Why the EU AI Act Reaches Companies in the US, UK, and India — and What That Means Operationally

Why the EU AI Act Reaches Companies in the US, UK, and India — and What That Means Operationally
Why the EU AI Act Reaches Companies in the US, UK, and India — and What That Means Operationally

There is a question that comes up constantly when the EU AI Act is discussed with HR and compliance leaders outside of Europe: does this actually apply to us?

The shorter version of the answer is: yes, more often than you think. The longer version requires understanding how the Act’s territorial scope is constructed, why it reaches companies that have no EU establishment, and what specifically triggers obligations for non-European employers.

For US, UK, Indian, Middle Eastern, and other non-EU organisations whose hiring or workforce activities touch Europe in any way — and that is a much larger group than most realise — the AI Act creates compliance obligations that are now squarely on the operational agenda for 2026.


The Extraterritorial Architecture

The AI Act applies to three categories of actors: providers placing AI systems on the EU market or putting them into service in the EU; users (deployers) of AI systems located within the EU; and providers and deployers located outside the EU where the output of the AI system is used in the EU.

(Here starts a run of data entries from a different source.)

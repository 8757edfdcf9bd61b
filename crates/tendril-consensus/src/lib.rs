//! Tendril Consensus
//!
//! Tendermint-style BFT agreement and chain synchronization for a Tendril
//! node.
//!
//! # Components
//!
//! - [`ConsensusEngine`]: drives one height at a time through
//!   propose, prevote, precommit and commit, with locking, round skip and
//!   escalating timeouts.
//! - [`Synchronizer`]: admits committed blocks in height order, fetches
//!   missing ones and catches a lagging node up in bulk.
//! - [`Blockchain`]: consistent access to the stored chain.
//! - [`Mempool`]: pending transaction pool.
//! - [`DigestExecutor`]: reference executor producing application state.
//! - [`Genesis`]: initial network configuration.
//! - [`MessageRouter`]: fans peer traffic out to the components above.
//!
//! # Block Flow
//!
//! ```text
//! ┌──────────────┐     ┌──────────────┐     ┌──────────────┐
//! │   Mempool    │────▶│   Proposer   │────▶│   Prevote    │
//! │  (pending)   │     │  (proposal)  │     │   (2/3+)     │
//! └──────────────┘     └──────────────┘     └──────┬───────┘
//!                                                   │
//!                      ┌────────────────────────────┘
//!                      ▼
//! ┌──────────────┐     ┌──────────────┐     ┌──────────────┐
//! │  Executor    │◀────│ Synchronizer │◀────│  Precommit   │
//! │ (app state)  │     │   (append)   │     │   (2/3+)     │
//! └──────────────┘     └──────────────┘     └──────────────┘
//! ```

mod chain;
mod config;
mod dispatch;
pub mod engine;
mod error;
mod events;
mod executor;
mod genesis;
mod mempool;
pub mod sync;

pub use chain::Blockchain;
pub use config::{ConsensusConfig, SyncConfig, TimeoutConfig};
pub use dispatch::MessageRouter;
pub use engine::{ConsensusEngine, ConsensusSnapshot, Step};
pub use error::{ConsensusError, Result};
pub use events::{ConsensusEvent, SyncEvent};
pub use executor::{AppState, DigestExecutor, Executor};
pub use genesis::{devnet_keypair, generate_devnet_genesis, Genesis, GenesisValidator};
pub use mempool::{Mempool, MempoolConfig, TransactionPool};
pub use sync::Synchronizer;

That third category is the one that catches non-European employers. The Act does not require a company to be headquartered in the EU, registered in the EU, or have any physical presence in the EU. It requires only that the output of the AI system is used in the Union.

For employment AI, “output used in the EU” has a relatively broad meaning. If an AI tool is used to screen candidates physically located in EU member states, or to evaluate workers performing work in the EU, or to generate decisions that affect individuals in the EU, the Act applies. The location of the company’s headquarters is irrelevant. The location of the AI system’s servers is irrelevant. What matters is where the output lands and whose rights it affects.

This is parallel to the GDPR’s territorial scope, and intentionally so. The EU has built a consistent regulatory architecture across data protection and AI governance: if your activities affect people in the Union, the Union’s rules apply.


The Practical Triggers for Non-EU Employers

For non-European employers, several common scenarios trigger AI Act obligations.

Hiring remote workers based in EU member states. If your organisation hires for fully remote roles and accepts applications from candidates physically located in Germany, France, the Netherlands, Spain, Italy, or any other EU member state, the AI tools used to screen, evaluate, or score those candidates fall within scope. This is the most common trigger for non-European employers and the one most often missed.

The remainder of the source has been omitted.